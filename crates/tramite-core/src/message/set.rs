//! Conjunto de mensajes normalizados, agrupables por path.

use indexmap::IndexMap;
use serde::{Deserialize, Serialize};

use super::resolver::MessageResolver;
use super::types::{Message, RenderOptions};

/// Colección ordenada de `Message`. Vacío ⇔ éxito.
///
/// El set no renderiza nada al construirse: la agrupación por path y la
/// resolución de texto ocurren recién en `render(..)`, de modo que el mismo
/// resultado puede renderizarse varias veces con distintos ejes.
#[derive(Debug, Clone, Default, PartialEq, Serialize, Deserialize)]
pub struct MessageSet {
    entries: Vec<Message>,
}

impl MessageSet {
    pub fn new() -> Self {
        Self::default()
    }

    pub fn single(message: Message) -> Self {
        Self { entries: vec![message] }
    }

    pub fn from_messages(entries: Vec<Message>) -> Self {
        Self { entries }
    }

    pub fn is_empty(&self) -> bool {
        self.entries.is_empty()
    }

    pub fn len(&self) -> usize {
        self.entries.len()
    }

    pub fn push(&mut self, message: Message) {
        self.entries.push(message);
    }

    pub fn extend(&mut self, other: MessageSet) {
        self.entries.extend(other.entries);
    }

    pub fn entries(&self) -> &[Message] {
        &self.entries
    }

    /// Códigos presentes, en orden. Conveniencia para asserts y reporters.
    pub fn codes(&self) -> Vec<&str> {
        self.entries
            .iter()
            .filter_map(|m| m.code.as_deref())
            .collect()
    }

    /// Renderiza agrupando por path (orden de inserción). `None` agrupa los
    /// errores a nivel base.
    pub fn render(&self,
                  resolver: &dyn MessageResolver,
                  options: &RenderOptions)
                  -> IndexMap<Option<String>, Vec<String>> {
        let mut out: IndexMap<Option<String>, Vec<String>> = IndexMap::new();
        for message in &self.entries {
            out.entry(message.path.clone())
               .or_default()
               .push(resolver.resolve(message, options));
        }
        out
    }
}

impl FromIterator<Message> for MessageSet {
    fn from_iter<I: IntoIterator<Item = Message>>(iter: I) -> Self {
        Self { entries: iter.into_iter().collect() }
    }
}
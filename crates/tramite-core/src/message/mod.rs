//! Agregación y resolución de mensajes de fallo.

pub mod normalize;
pub mod resolver;
pub mod set;
pub mod types;

pub use normalize::normalize_failure;
pub use resolver::{DefaultResolver, MessageResolver};
pub use set::MessageSet;
pub use types::{Message, RenderOptions};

Your instructions: Each line from the first line of the listing through the line containing "pub fn is_empty(&self)" must be set down exactly; no other line belongs in the answer.

Task solution:
filename crates/tramite-core/src/message/set.rs
//! Conjunto de mensajes normalizados, agrupables por path.

use indexmap::IndexMap;
use serde::{Deserialize, Serialize};

use super::resolver::MessageResolver;
use super::types::{Message, RenderOptions};

/// Colección ordenada de `Message`. Vacío ⇔ éxito.
///
/// El set no renderiza nada al construirse: la agrupación por path y la
/// resolución de texto ocurren recién en `render(..)`, de modo que el mismo
/// resultado puede renderizarse varias veces con distintos ejes.
#[derive(Debug, Clone, Default, PartialEq, Serialize, Deserialize)]
pub struct MessageSet {
    entries: Vec<Message>,
}

impl MessageSet {
    pub fn new() -> Self {
        Self::default()
    }

    pub fn single(message: Message) -> Self {
        Self { entries: vec![message] }
    }

    pub fn from_messages(entries: Vec<Message>) -> Self {
        Self { entries }
    }

    pub fn is_empty(&self) -> bool {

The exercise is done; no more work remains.